> Exercise aim
All lines from the entries below that contain the string "struct" should be copied out.

==== Records provided ====

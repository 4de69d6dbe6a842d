//! Secure storage for the signed-in user
//!
//! The store holds a single record: the [`User`] returned by login, encoded
//! in its `{"user": {...}}` envelope. Every backend exposes the same three
//! operations and reports failures as [`CredentialStoreError`]:
//!
//! - `KeyringStore`: OS keyring (macOS Keychain, Windows Credential Manager,
//!   Secret Service on Linux)
//! - `FileStore`: a JSON file readable only by the owner
//! - `MemoryStore`: process-local, used by tests and previews
//!
//! # Example
//!
//! ```no_run
//! use libconduit::credentials::{CredentialConfig, CredentialStore};
//! use libconduit::User;
//!
//! # fn example() -> Result<(), Box<dyn std::error::Error>> {
//! let store = CredentialConfig::default().open_store()?;
//!
//! store.replace(&User::new("jwt", "jake", None))?;
//! let user = store.load()?;
//! store.delete()?;
//! # Ok(())
//! # }
//! ```

use std::path::PathBuf;
use std::sync::atomic::{AtomicBool, AtomicUsize, Ordering};
use std::sync::{Arc, Mutex, PoisonError};

use serde::{Deserialize, Serialize};

use crate::error::CredentialStoreError;
use crate::types::User;

type StoreResult<T> = std::result::Result<T, CredentialStoreError>;

/// Single-record credential storage.
///
/// Access is assumed to be single-writer; callers serialise through the
/// session Store rather than a lock here.
pub trait CredentialStore: Send + Sync {
    /// Persist `user`
    fn save(&self, user: &User) -> StoreResult<()>;

    /// Remove the stored user. Removing a missing record succeeds.
    fn delete(&self) -> StoreResult<()>;

    /// Read the stored user.
    ///
    /// Returns `NoItem` when nothing is stored and `MalformedData` when the
    /// stored bytes do not decode as a user.
    fn load(&self) -> StoreResult<User>;

    fn backend_name(&self) -> &str;

    /// Delete then save, so a stale record never survives a new login
    fn replace(&self, user: &User) -> StoreResult<()> {
        self.delete()?;
        self.save(user)
    }
}

fn encode(user: &User) -> StoreResult<String> {
    serde_json::to_string(user).map_err(|e| CredentialStoreError::MalformedData(e.to_string()))
}

fn decode(raw: &str) -> StoreResult<User> {
    serde_json::from_str(raw).map_err(|e| CredentialStoreError::MalformedData(e.to_string()))
}

/// OS keyring backend.
///
/// The user is stored as one secret under `(service, "user")`.
pub struct KeyringStore {
    service: String,
}

impl KeyringStore {
    pub const ACCOUNT: &'static str = "user";

    /// # Errors
    ///
    /// Returns `CredentialStoreError::Platform` if an entry cannot be created,
    /// e.g. on headless Linux without Secret Service.
    pub fn new(service: impl Into<String>) -> StoreResult<Self> {
        let service = service.into();
        keyring::Entry::new(&service, Self::ACCOUNT).map_err(|e| {
            CredentialStoreError::Platform(format!("OS keyring not accessible: {}", e))
        })?;
        Ok(Self { service })
    }

    fn entry(&self) -> StoreResult<keyring::Entry> {
        keyring::Entry::new(&self.service, Self::ACCOUNT)
            .map_err(|e| CredentialStoreError::Platform(e.to_string()))
    }
}

impl CredentialStore for KeyringStore {
    fn save(&self, user: &User) -> StoreResult<()> {
        let payload = encode(user)?;
        self.entry()?
            .set_password(&payload)
            .map_err(|e| CredentialStoreError::Platform(e.to_string()))?;

        tracing::debug!("Stored user {} in OS keyring ({})", user.username, self.service);
        Ok(())
    }

    fn delete(&self) -> StoreResult<()> {
        match self.entry()?.delete_password() {
            Ok(()) => {
                tracing::debug!("Deleted stored user from OS keyring ({})", self.service);
                Ok(())
            }
            Err(keyring::Error::NoEntry) => {
                tracing::debug!("No stored user in OS keyring ({})", self.service);
                Ok(())
            }
            Err(e) => Err(CredentialStoreError::Platform(e.to_string())),
        }
    }

    fn load(&self) -> StoreResult<User> {
        match self.entry()?.get_password() {
            Ok(payload) => decode(&payload),
            Err(keyring::Error::NoEntry) => Err(CredentialStoreError::NoItem),
            Err(keyring::Error::BadEncoding(_)) => Err(CredentialStoreError::MalformedData(
                "keyring entry is not valid UTF-8".to_string(),
            )),
            Err(e) => Err(CredentialStoreError::Platform(e.to_string())),
        }
    }

    fn backend_name(&self) -> &str {
        "keyring"
    }
}

/// JSON file backend (mode 0600 on Unix)
pub struct FileStore {
    path: PathBuf,
}

impl FileStore {
    pub fn new(path: impl Into<PathBuf>) -> Self {
        Self { path: path.into() }
    }

    pub fn path(&self) -> &std::path::Path {
        &self.path
    }
}

impl CredentialStore for FileStore {
    fn save(&self, user: &User) -> StoreResult<()> {
        let payload = encode(user)?;
        if let Some(parent) = self.path.parent() {
            std::fs::create_dir_all(parent)
                .map_err(|e| CredentialStoreError::Platform(e.to_string()))?;
        }
        std::fs::write(&self.path, payload)
            .map_err(|e| CredentialStoreError::Platform(e.to_string()))?;

        #[cfg(unix)]
        {
            use std::os::unix::fs::PermissionsExt;
            let perms = std::fs::Permissions::from_mode(0o600);
            std::fs::set_permissions(&self.path, perms)
                .map_err(|e| CredentialStoreError::Platform(e.to_string()))?;
        }

        tracing::debug!("Stored user {} in {}", user.username, self.path.display());
        Ok(())
    }

    fn delete(&self) -> StoreResult<()> {
        match std::fs::remove_file(&self.path) {
            Ok(()) => Ok(()),
            Err(e) if e.kind() == std::io::ErrorKind::NotFound => Ok(()),
            Err(e) => Err(CredentialStoreError::Platform(e.to_string())),
        }
    }

    fn load(&self) -> StoreResult<User> {
        match std::fs::read_to_string(&self.path) {
            Ok(payload) => decode(&payload),
            Err(e) if e.kind() == std::io::ErrorKind::NotFound => Err(CredentialStoreError::NoItem),
            Err(e) if e.kind() == std::io::ErrorKind::InvalidData => {
                Err(CredentialStoreError::MalformedData(e.to_string()))
            }
            Err(e) => Err(CredentialStoreError::Platform(e.to_string())),
        }
    }

    fn backend_name(&self) -> &str {
        "file"
    }
}

/// In-process backend with call counters and injectable save failures
#[derive(Default)]
pub struct MemoryStore {
    slot: Mutex<Option<String>>,
    fail_saves: AtomicBool,
    saves: AtomicUsize,
    deletes: AtomicUsize,
    loads: AtomicUsize,
}

impl MemoryStore {
    pub fn new() -> Self {
        Self::default()
    }

    pub fn with_user(user: &User) -> StoreResult<Self> {
        let store = Self::new();
        *store.slot() = Some(encode(user)?);
        Ok(store)
    }

    /// Seed the slot with raw bytes, e.g. to simulate corrupted data
    pub fn with_raw(raw: impl Into<String>) -> Self {
        let store = Self::new();
        *store.slot() = Some(raw.into());
        store
    }

    /// Make every subsequent `save` fail with `Platform`
    pub fn fail_saves(&self, fail: bool) {
        self.fail_saves.store(fail, Ordering::SeqCst);
    }

    pub fn save_count(&self) -> usize {
        self.saves.load(Ordering::SeqCst)
    }

    pub fn delete_count(&self) -> usize {
        self.deletes.load(Ordering::SeqCst)
    }

    pub fn load_count(&self) -> usize {
        self.loads.load(Ordering::SeqCst)
    }

    pub fn is_empty(&self) -> bool {
        self.slot().is_none()
    }

    fn slot(&self) -> std::sync::MutexGuard<'_, Option<String>> {
        self.slot.lock().unwrap_or_else(PoisonError::into_inner)
    }
}

impl CredentialStore for MemoryStore {
    fn save(&self, user: &User) -> StoreResult<()> {
        self.saves.fetch_add(1, Ordering::SeqCst);
        if self.fail_saves.load(Ordering::SeqCst) {
            return Err(CredentialStoreError::Platform("save rejected".to_string()));
        }
        *self.slot() = Some(encode(user)?);
        Ok(())
    }

    fn delete(&self) -> StoreResult<()> {
        self.deletes.fetch_add(1, Ordering::SeqCst);
        *self.slot() = None;
        Ok(())
    }

    fn load(&self) -> StoreResult<User> {
        self.loads.fetch_add(1, Ordering::SeqCst);
        match self.slot().as_deref() {
            Some(payload) => decode(payload),
            None => Err(CredentialStoreError::NoItem),
        }
    }

    fn backend_name(&self) -> &str {
        "memory"
    }
}

/// Storage backend type
#[derive(Debug, Clone, Copy, Serialize, Deserialize, PartialEq, Eq, Default)]
#[serde(rename_all = "lowercase")]
pub enum StorageBackend {
    #[default]
    Keyring,
    File,
    Memory,
}

#[derive(Debug, Clone, Serialize, Deserialize)]
pub struct CredentialConfig {
    #[serde(default)]
    pub storage: StorageBackend,

    /// File location for the `file` backend
    #[serde(default = "default_credential_path")]
    pub path: String,

    /// Keyring service name for the `keyring` backend
    #[serde(default = "default_service")]
    pub service: String,
}

fn default_credential_path() -> String {
    "~/.config/conduit/user.json".to_string()
}

fn default_service() -> String {
    "conduit".to_string()
}

impl Default for CredentialConfig {
    fn default() -> Self {
        Self {
            storage: StorageBackend::Keyring,
            path: default_credential_path(),
            service: default_service(),
        }
    }
}

impl CredentialConfig {
    pub fn expand_path(&self) -> PathBuf {
        PathBuf::from(shellexpand::tilde(&self.path).to_string())
    }

    /// Build the configured backend
    pub fn open_store(&self) -> StoreResult<Arc<dyn CredentialStore>> {
        let store: Arc<dyn CredentialStore> = match self.storage {
            StorageBackend::Keyring => Arc::new(KeyringStore::new(self.service.clone())?),
            StorageBackend::File => Arc::new(FileStore::new(self.expand_path())),
            StorageBackend::Memory => Arc::new(MemoryStore::new()),
        };
        tracing::debug!("Using {} credential store", store.backend_name());
        Ok(store)
    }
}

====

> Exercise result
pub struct KeyringStore {
pub struct FileStore {
pub struct MemoryStore {
pub struct CredentialConfig {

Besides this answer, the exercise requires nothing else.